[Data excerpts]
____________________

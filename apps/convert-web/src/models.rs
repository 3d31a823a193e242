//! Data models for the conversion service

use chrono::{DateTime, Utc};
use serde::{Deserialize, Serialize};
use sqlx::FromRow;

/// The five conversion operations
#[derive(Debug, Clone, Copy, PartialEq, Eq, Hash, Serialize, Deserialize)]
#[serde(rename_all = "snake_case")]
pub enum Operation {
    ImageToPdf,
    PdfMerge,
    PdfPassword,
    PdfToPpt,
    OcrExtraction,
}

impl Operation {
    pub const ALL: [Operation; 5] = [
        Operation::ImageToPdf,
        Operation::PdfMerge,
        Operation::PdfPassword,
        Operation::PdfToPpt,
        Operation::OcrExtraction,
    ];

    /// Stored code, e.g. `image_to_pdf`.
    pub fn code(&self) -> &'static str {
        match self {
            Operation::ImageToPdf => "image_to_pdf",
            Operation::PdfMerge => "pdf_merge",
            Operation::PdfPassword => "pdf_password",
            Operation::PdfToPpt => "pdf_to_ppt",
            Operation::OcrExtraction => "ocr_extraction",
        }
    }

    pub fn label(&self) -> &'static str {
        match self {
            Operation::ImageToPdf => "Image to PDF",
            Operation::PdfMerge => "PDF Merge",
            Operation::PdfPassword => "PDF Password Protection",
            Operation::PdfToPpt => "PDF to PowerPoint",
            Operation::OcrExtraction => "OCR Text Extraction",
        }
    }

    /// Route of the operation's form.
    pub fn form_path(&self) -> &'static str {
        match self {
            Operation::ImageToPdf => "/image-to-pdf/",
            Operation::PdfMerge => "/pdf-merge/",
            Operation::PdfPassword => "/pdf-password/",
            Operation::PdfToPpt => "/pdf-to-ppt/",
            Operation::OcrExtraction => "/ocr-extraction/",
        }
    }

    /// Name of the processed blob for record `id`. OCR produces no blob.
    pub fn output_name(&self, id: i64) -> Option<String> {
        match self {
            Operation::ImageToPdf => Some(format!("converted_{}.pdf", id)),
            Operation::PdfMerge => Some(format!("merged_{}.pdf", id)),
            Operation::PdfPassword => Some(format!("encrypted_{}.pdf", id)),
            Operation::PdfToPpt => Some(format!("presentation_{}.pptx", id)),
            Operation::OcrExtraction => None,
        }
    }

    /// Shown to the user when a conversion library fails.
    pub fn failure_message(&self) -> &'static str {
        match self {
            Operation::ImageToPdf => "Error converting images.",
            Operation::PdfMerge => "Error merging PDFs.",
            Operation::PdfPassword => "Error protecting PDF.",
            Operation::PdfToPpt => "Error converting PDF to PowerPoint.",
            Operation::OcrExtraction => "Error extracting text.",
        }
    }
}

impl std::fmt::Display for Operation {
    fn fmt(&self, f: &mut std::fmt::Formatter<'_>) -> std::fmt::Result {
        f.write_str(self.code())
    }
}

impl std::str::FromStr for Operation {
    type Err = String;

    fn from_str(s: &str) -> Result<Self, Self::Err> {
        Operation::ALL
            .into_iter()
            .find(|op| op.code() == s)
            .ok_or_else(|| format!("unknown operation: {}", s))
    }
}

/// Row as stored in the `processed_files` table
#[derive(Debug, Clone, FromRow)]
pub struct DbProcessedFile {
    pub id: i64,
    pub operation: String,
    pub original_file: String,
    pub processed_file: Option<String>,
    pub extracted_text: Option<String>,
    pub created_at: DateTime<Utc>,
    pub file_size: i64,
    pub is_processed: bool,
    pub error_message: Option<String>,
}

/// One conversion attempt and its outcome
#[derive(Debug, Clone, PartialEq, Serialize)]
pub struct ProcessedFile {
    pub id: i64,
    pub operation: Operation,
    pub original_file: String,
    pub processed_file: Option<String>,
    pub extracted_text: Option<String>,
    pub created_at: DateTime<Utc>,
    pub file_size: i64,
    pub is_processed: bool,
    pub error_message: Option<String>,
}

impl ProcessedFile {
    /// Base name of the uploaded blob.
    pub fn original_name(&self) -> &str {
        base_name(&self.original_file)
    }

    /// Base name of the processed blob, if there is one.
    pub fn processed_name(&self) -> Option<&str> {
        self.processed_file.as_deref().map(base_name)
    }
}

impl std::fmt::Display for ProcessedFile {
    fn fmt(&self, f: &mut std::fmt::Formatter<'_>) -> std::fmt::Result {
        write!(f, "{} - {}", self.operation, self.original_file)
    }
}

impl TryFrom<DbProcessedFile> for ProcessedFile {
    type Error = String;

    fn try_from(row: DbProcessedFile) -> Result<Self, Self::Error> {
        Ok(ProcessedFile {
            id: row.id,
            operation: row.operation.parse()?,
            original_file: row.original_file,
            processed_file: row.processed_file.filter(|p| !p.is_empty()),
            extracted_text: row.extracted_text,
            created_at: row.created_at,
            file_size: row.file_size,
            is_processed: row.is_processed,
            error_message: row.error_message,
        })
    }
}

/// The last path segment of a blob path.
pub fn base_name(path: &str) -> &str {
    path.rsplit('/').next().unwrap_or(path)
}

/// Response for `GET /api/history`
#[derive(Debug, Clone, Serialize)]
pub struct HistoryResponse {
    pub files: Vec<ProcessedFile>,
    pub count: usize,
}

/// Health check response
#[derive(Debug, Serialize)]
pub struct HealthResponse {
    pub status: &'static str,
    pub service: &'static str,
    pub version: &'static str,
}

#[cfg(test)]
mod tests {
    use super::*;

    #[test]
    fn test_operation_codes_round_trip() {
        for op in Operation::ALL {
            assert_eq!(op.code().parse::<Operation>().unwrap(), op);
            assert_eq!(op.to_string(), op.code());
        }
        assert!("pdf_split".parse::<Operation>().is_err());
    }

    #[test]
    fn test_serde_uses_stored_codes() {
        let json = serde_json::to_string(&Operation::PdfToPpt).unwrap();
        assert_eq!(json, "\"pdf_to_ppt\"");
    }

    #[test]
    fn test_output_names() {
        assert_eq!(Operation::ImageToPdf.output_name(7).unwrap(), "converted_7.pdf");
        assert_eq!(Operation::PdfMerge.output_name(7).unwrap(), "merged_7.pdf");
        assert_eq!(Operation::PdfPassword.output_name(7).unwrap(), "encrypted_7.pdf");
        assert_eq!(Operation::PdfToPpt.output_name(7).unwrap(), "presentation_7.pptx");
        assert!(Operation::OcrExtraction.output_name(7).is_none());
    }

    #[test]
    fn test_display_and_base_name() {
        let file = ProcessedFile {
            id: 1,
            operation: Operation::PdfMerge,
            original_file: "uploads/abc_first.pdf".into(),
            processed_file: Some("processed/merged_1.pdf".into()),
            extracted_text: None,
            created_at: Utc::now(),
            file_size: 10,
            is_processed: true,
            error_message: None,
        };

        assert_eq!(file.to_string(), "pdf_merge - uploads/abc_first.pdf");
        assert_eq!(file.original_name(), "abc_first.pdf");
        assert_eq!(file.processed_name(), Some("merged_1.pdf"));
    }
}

____________________

Each line of the records that holds the word "conversion" should be copied out.

//! Data models for the conversion service
/// The five conversion operations
    /// Shown to the user when a conversion library fails.
/// One conversion attempt and its outcome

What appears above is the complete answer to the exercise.